RUU Kamnas diharapkan dapat menerjemahkan amanat UUD 1945 pada bagian Pembukaan dan Bab XII mengenai Pertahanan Negara dan Keamanan Negara. RUU ini juga menjadi payung bagi UU Nomor 3 Tahun 2002 tentang Pertahanan Negara, UU Nomor 2 Tahun 2002 tentang kepolisian Negara Republik Indonesia, UU Nomor 34 Tahun 2004 tentang Tentara Nasional Indonesia, serta UU sektoral lainnya yang menyangkut keamanan negara.

Dalam RUU Kamnas ini juga dijelaskan mengenai pembentukan Dewan Keamanan Nasional yang bertugas membantu Presiden dalam mengambil keputusan dalam penentuan status hukum/keadaan dinyatakan tertib sipil, darurat sipil, darurat militer, atau perang, dimana penanganannya akan melibatkan seluruh unsur keamanan nasional, yang kemudian dilaksanakan unsur utama dan unsur pendukung. (Lihat, www.dephan.go.id 28/6)

Selain itu, ada alasan sosiologis yang melatarinya, yaitu globalisasi menjadikan ancaman terhadap Indonesia mengalami peningkatan kuantitatif dan kualitatifnya (Lihat, Makalah M.Fachrudien, Dirkumstrahan Ditjenstrahan Kemhan, 31 Mei 2011)

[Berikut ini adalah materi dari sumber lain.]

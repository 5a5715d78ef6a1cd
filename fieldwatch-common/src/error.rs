//! Common error types for fieldwatch

use thiserror::Error;

/// Common result type for fieldwatch operations
pub type Result<T> = std::result::Result<T, Error>;

/// Common error types across the fieldwatch crates
#[derive(Error, Debug)]
pub enum Error {
    /// Database operation error (wraps sqlx::Error)
    #[error("Database error: {0}")]
    Database(#[from] sqlx::Error),

    /// I/O operation error (wraps std::io::Error)
    #[error("IO error: {0}")]
    Io(#[from] std::io::Error),

    /// Configuration loading or validation error
    #[error("Configuration error: {0}")]
    Config(String),

    /// Requested resource not found
    #[error("Not found: {0}")]
    NotFound(String),

    /// Invalid user input or request parameter
    #[error("Invalid input: {0}")]
    InvalidInput(String),

    /// Write rejected outright (second form for an agent, video cap reached, ...)
    #[error("Conflict: {0}")]
    Conflict(String),

    /// Vision service could not read the scanned form
    #[error("Extraction failed: {0}")]
    ExtractionFailed(String),

    /// Internal server error
    #[error("Internal error: {0}")]
    Internal(String),
}
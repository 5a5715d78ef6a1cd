//! fieldwatch-api - field reporting backend
//!
//! Serves agent registration, Form 34A intake, and the reconciliation and
//! tally reports over one SQLite database in the root folder.

use anyhow::{Context, Result};
use clap::Parser;
use fieldwatch_api::{build_router, extraction::extractor_from_config, AppState};
use fieldwatch_common::config::{
    prepare_root_folder, resolve_root_folder, TomlConfig, ROOT_FOLDER_ENV,
};
use fieldwatch_common::db::init::init_database;
use fieldwatch_common::store::SqliteStore;
use tracing::{error, info, warn};

#[derive(Debug, Parser)]
#[command(name = "fieldwatch-api", version, about = "Field reporting backend")]
struct Args {
    /// Root folder holding fieldwatch.db
    #[arg(long)]
    root_folder: Option<String>,

    /// Address to listen on, overrides config.toml
    #[arg(long, env = "FIELDWATCH_BIND")]
    bind: Option<String>,

    /// Vision extraction endpoint, overrides config.toml
    #[arg(long, env = "FIELDWATCH_VISION_ENDPOINT")]
    vision_endpoint: Option<String>,

    /// Bearer key for the vision extraction endpoint
    #[arg(long, env = "FIELDWATCH_VISION_API_KEY", hide_env_values = true)]
    vision_api_key: Option<String>,
}

#[tokio::main]
async fn main() -> Result<()> {
    tracing_subscriber::fmt()
        .with_env_filter(
            tracing_subscriber::EnvFilter::from_default_env()
                .add_directive(tracing::Level::INFO.into()),
        )
        .init();

    info!("Starting fieldwatch-api v{}", env!("CARGO_PKG_VERSION"));

    let args = Args::parse();

    let mut config = TomlConfig::load().context("Failed to load config.toml")?;
    if let Some(endpoint) = args.vision_endpoint {
        config.vision.endpoint = Some(endpoint);
    }
    if let Some(key) = args.vision_api_key {
        config.vision.api_key = Some(key);
    }
    let bind_address = args.bind.unwrap_or_else(|| config.bind_address.clone());

    let root_folder = resolve_root_folder(args.root_folder.as_deref(), ROOT_FOLDER_ENV, &config);
    let db_path = prepare_root_folder(&root_folder)
        .with_context(|| format!("Failed to create root folder {}", root_folder.display()))?;
    info!("Database path: {}", db_path.display());

    let pool = match init_database(&db_path).await {
        Ok(pool) => {
            info!("✓ Connected to database");
            pool
        }
        Err(e) => {
            error!("Failed to open database: {}", e);
            return Err(e.into());
        }
    };

    let extractor = extractor_from_config(&config.vision)?;
    if extractor.is_available() {
        info!("Vision extraction enabled");
    } else {
        warn!("No vision endpoint configured; form uploads will fail extraction");
    }

    let state = AppState::new(SqliteStore::new(pool), extractor, config.max_videos_per_agent);
    let app = build_router(state);

    let listener = tokio::net::TcpListener::bind(&bind_address)
        .await
        .with_context(|| format!("Failed to bind {}", bind_address))?;
    info!("fieldwatch-api listening on http://{}", bind_address);
    info!("Health check: http://{}/health", bind_address);

    axum::serve(listener, app).await?;

    Ok(())
}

RUU Kamnas ini dibuat dalam 7 Bab dan 60 pasal plus penjelasan pasal-pasalnya. Bab I (1 pasal) berisi ketentuan umum, Bab II (3 pasal)- Hakekat, tujuan dan fungsi Kamnas. Bab III (11 pasal)-Ruang lingkup Kamnas, Bab IV(2 pasal)- Ancaman Kamnas, Bab V (39 pasal)- Penyelenggaraan Kamnas, Bab VI (2 pasal)- Ketentuan Peralihan dan Bab VII (2 pasal)- Ketentuan penutup.

Pro kontra dan kelemahan RUU

Namun demikian, RUU Kamnas masih juga menuai pro dan kontra dari banyak kalangan dengan masing-masing prespektif dan paradigmanya. Wajar, karena realitas substansi RUU Kamnas masih mengandung potensi yang melahirkan masalah. Begitu juga pada tataran implementasi, berpeluang muncul sejumlah persoalan. Implikasinya adalah ketidaklayakan RUU Kamnas menjadi sebuah UU yang bisa diaplikasikan dan bisa dijadikan sebagai payung hukum untuk merealisasikan tujuan nasional Negara Indonesia.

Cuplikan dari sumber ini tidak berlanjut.